- Task
Using the records that follow, work out how many lines hold the string "every" and provide that number only.

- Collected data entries
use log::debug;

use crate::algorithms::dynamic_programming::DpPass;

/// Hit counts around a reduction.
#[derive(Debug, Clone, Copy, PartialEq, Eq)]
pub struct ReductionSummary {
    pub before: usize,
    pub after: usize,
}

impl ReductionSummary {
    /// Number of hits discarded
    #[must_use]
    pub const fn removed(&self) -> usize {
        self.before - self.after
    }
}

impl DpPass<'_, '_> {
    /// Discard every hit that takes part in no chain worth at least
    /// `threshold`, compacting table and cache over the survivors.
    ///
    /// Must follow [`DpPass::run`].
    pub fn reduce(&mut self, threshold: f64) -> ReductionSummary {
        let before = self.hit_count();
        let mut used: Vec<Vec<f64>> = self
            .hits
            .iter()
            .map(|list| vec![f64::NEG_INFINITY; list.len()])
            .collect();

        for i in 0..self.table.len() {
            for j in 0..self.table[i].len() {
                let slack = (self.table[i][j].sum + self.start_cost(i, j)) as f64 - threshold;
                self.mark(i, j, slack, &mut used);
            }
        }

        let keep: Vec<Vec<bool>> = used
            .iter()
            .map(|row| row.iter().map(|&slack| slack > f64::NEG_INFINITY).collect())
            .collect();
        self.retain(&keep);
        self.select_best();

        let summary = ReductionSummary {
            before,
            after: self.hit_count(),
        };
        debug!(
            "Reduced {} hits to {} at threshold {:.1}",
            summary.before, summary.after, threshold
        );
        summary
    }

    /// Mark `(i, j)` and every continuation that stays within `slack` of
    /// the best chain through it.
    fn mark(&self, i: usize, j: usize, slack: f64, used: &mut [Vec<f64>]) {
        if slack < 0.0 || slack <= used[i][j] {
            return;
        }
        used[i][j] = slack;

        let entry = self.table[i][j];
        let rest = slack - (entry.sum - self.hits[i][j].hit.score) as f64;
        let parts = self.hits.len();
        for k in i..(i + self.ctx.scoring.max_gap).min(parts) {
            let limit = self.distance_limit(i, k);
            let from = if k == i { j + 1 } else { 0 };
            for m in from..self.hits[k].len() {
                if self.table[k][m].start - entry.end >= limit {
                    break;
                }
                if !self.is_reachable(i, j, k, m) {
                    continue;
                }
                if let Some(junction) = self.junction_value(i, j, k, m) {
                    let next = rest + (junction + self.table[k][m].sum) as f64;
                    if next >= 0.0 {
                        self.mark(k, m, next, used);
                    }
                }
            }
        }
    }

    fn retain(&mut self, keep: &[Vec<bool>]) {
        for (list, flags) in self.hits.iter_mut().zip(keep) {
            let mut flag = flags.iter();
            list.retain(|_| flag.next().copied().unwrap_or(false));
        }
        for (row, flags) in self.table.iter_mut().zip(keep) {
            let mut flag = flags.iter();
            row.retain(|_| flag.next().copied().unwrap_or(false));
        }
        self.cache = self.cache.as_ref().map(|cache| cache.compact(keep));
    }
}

- Task result
2